Sunday, November 23, 2008

stars and cars and barmen



There's been something sort of magical about the crappy built in flash on my canon rebel recently-- maybe november's making me want details glossed over into a blinding pale, maybe I like catching people's squinty faces when I hit them with it in the dark bar.

I think my aesthetic sense is disintegrating. This is an important factor to weigh, considering the dslr is now five years old, has already had one serious emergency room visit, and I have "graduation presents"/fourth quarter opportunities to potentially upgrade/accessorize for the camera. the old girl's pretty beat up for a five year old, and I find that the photos I've been taking digitally are vastly inferior to film shots.

Maybe instead of buying myself a better flash/nicer prime lens to replace the mini-zoom (training wheel lens) that came with the camera, I should spend $$ on a photo class and actually learn how to move beyond mediocre.

Regardless, I love this girl and her broken glass (first of two, maybe three, that fell victim to the high spirits of last night.)

Saturday, November 22, 2008

more mayakovsky

The country is grey and
brown and white in trees,
snows and skies of laughter
always diminishing, less funny
not just darker, not just grey.

It may be the coldest day of
the year, what does he think of
that? I mean, what do I? And if I do,
perhaps I am myself again.

meggieversaire 2008




man, being in your midtwenties BLOWS.

Metonymy because SYNECDOCHE IS STUPID

Sometimes I see movies and I get a little incensed, and then it takes the L train 20 minutes to show up to Union square, and I'm alone, and when I'm alone and bored and incensed I write myself long emails about what I did and didn't like about the stupid movie on my phone.

this is one of those times. All phone autocorrects and half thoughts preserved for posterity.

Alright, Charlie Kaufman. We get it. You are a brilliant brilliant man and your first foray into both directing and writing a film should be nothing short of the second coming of Christ, or at least close to mad men in terms of sheer ineffability. Forgive me, I am tired, as I just sat through your opus, all six hours of it, and I have to say, I am impressed. Somehow, you figured out a way to make me hate phillip Seymour Hoffman. I thought it couldn't be done.

Sparkly moments- emma watson playing samantha Morton, the house on fire, adele's paintings, olive's tattoos.
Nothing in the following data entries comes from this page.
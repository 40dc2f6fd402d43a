use thiserror::Error;

/// Core error type for the ORM bootstrap layer.
///
/// Every variant is synchronous and non-retryable: an error aborts the
/// affected operation and leaves no committed lazy value behind.
#[derive(Debug, Error)]
pub enum CoreError {
    #[error("invalid connection: {message}")]
    InvalidConnection { message: String },

    #[error("\"{kind}\" is not a recognized metadata driver")]
    UnrecognizedSourceKind { kind: String },

    #[error("service not found: {key}")]
    ServiceNotFound { key: String },

    #[error("type mismatch for '{key}': expected {expected}")]
    TypeMismatch { key: String, expected: &'static str },

    #[error("configuration error: {message}")]
    Configuration { message: String },

    #[error("YAML parsing error: {0}")]
    Yaml(#[from] serde_yaml::Error),

    #[error("JSON parsing error: {0}")]
    Json(#[from] serde_json::Error),
}

impl CoreError {
    /// Create a new invalid connection error
    pub fn invalid_connection(message: impl Into<String>) -> Self {
        Self::InvalidConnection {
            message: message.into(),
        }
    }

    /// Create a new unrecognized source kind error
    pub fn unrecognized_source_kind(kind: impl Into<String>) -> Self {
        Self::UnrecognizedSourceKind { kind: kind.into() }
    }

    /// Create a new service not found error
    pub fn service_not_found(key: impl Into<String>) -> Self {
        Self::ServiceNotFound { key: key.into() }
    }

    /// Create a new configuration error
    pub fn configuration(message: impl Into<String>) -> Self {
        Self::Configuration {
            message: message.into(),
        }
    }

    /// Check if the error is an invalid connection error
    pub fn is_invalid_connection(&self) -> bool {
        matches!(self, Self::InvalidConnection { .. })
    }

    /// Check if the error is an unrecognized source kind error
    pub fn is_unrecognized_source_kind(&self) -> bool {
        matches!(self, Self::UnrecognizedSourceKind { .. })
    }

    /// Check if the error is a configuration error
    pub fn is_configuration(&self) -> bool {
        matches!(self, Self::Configuration { .. })
    }
}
I wasn't much impressed with the cinematography, but the production design was impressive, the make up effects were well rendered and not, in my opinion, excessive.

Bit this film is just pretentious. It's everything I hate about Williamsburg- superiority complex plus substance equals giant minus of sincerity. I get it, ck. I know the definition of synecdoche, I see how you implemented it (and how!) I understand your film but I still think it is arrogant of you to make it. Its a good chuckle at the expense of the. Everyman. That's not to say I think films should pander to the lowest common denominator. But rein it the fuck in, ck. I am a well educated woman, I know my film theory, I know my literary devices. I GET it. And my first reaction was still a big fuck you.
If you wanted to create a work, which was clearly a labor of love on your part, that smugly disregards it's viewer after the first ten minutes, then you have succeeded (and how!) but I didn't appreciate it. I don't like reacting so negatively to anyone's work, especially someone I respect. But I am appalled and I want my twelve dollars back.
Sincerely, Cmae

Sent from my iPhone

I will edit this in the morning when I'm more coherent. But I will say, i am fucking PUMPED to see The Wrestler, especially since the trailer uses a baller springsteen song.

Monday, November 3, 2008

Now I am quietly waiting
for the catastrophe of my personality
to seem beautiful again,
and interesting, and modern.

--


And no one will tell you this, but you can’t be a man. Don’t even try. Be a woman. It's powerful business when done correctly. Do you understand what I’m saying, dear?